Dreher blogs these days at The American Conservative, but I first started paying attention to him back when he wrote regularly at Beliefnet. His social conservatism was never going to be my own, but I admired what appeared to be an independent cast of mind: He was a conservative who opposed the Iraq War, who questioned capitalism's corrosive effects on our souls, who sought out community, who righteously bore witness to sexual abuse in the Catholic Church, and left that church because of it. There were alarming moments in his writing -- a seeming hatred of Muslims, a disregard for immigrants that seemed un-Christian. But for the most part, he seemed thoughtful and generous of spirit. He modeled a kind of conservative thinking that these days I find best representative in writers like Alan Jacobs and David French. I don't always agree with their viewpoints either, but I sometimes learn from them.
Over the last few years, Dreher's writing has curdled into something mean and hard. I don't want to play armchair psychologist, but the shift seems to date from his book, "The Little Way of Ruthie Lemming," and a realization of how completely his small-town family hated and rejected him for his cosmopolitcan ways. I hate that he experienced that -- the end of "Lemming" was shattering to me, frankly.
But where Dreher once seemed curious and generous-spirited, he transformed into one of the most-shrill writers around. A lot of this was focused on sex -- his disdain and hatred for gay and transgender people defines most of his writing these days. Even when it seemingly makes no sense: He went out of his way this week to point out that the author of "In Defense of Looting" is transgender. (In the comments, he said he thought the author's "disordered" mind explained the defense of looting.)

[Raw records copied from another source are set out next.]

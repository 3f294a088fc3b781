//! Content Resolution Abstractions
//!
//! Locators handed out by the document picker are opaque strings
//! (`content://...` on Android, `file://...` on desktop). The core never
//! interprets them; it only asks the host to open a byte stream for one.

use async_trait::async_trait;

use crate::error::Result;

/// Writer returned by [`ContentResolver::open_output_stream`].
pub type DynAsyncWrite = dyn tokio::io::AsyncWrite + Send + Unpin;

/// Host content resolver trait
///
/// Abstracts the platform layer that maps a locator to a writable resource:
/// - **Android**: `ContentResolver.openOutputStream(uri, "wt")`
/// - **iOS**: security-scoped URL + `FileHandle`
/// - **Desktop**: `file://` URLs over `tokio::fs`
///
/// # Example
///
/// ```ignore
/// use bridge_traits::content::ContentResolver;
/// use tokio::io::AsyncWriteExt;
///
/// async fn save(resolver: &dyn ContentResolver, uri: &str, bytes: &[u8]) -> Result<()> {
///     let mut out = resolver.open_output_stream(uri).await?;
///     out.write_all(bytes).await?;
///     out.shutdown().await?;
///     Ok(())
/// }
/// ```
#[async_trait]
pub trait ContentResolver: Send + Sync {
    /// Open a write-truncate stream for `locator`.
    ///
    /// Existing content is discarded. Fails if the locator is unknown,
    /// revoked, or the resource no longer exists; the resource is never
    /// created here.
    async fn open_output_stream(&self, locator: &str) -> Result<Box<DynAsyncWrite>>;
}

Dreher roots much of his writing in a Christian morality. But he applies his standards -- and his compassion -- differently to different kinds of people. This is what he wrote* about Kyle Rittenhouse, who stands accused of killing two people in Kenosha:
I’ve said it here before, and I’ll say it again: I don’t see Kyle Rittenhouse as a hero or a villain. I see him as a tragic figure, a kid who inserted himself into a situation where he didn’t belong, and that was way, way over his head. He meant well, but he shouldn’t have been there.
He also wrote about Breonna Taylor, who was killed in her bed by police, but who "had been involved romantically with Jamarcus Glover, a drug-dealing thug."
What happened to George Floyd, Jacob Blake, and Breonna Taylor would not have surprised a man like my father. Floyd was a career criminal and a drughead. Blake was a violent man too. Taylor’s extended romantic relationship with a career criminal brought her to ruin. All of these cases, regardless of how they are adjudicated in a court of law, would have been seen by my father as examples of what happens to people who refuse to live by the Tao (I mean this in the C.S. Lewis sense of “natural law”), or who entangle themselves with those who refuse to live by the Tao.
So. Dreher is sympathetic of Rittenhouse, a young man who armed himself with a gun, went looking for trouble and found it. But he stands in judgment of Taylor, who found herself caught in a crossfire because of police mistakes.
We all have our rooting interests, I suppose. But Dreher applies a harsher moral standard to a woman who has been killed than the young man who killed. His morality -- the thing that defines him -- makes excuses for some and blame for others. It is ugly. I used to enjoy reading Dreher, and admired his independence of mind. Now, he just looks like a cautionary tale to me.
*I don't feel like linking him. His articles are easy enough to find if you want.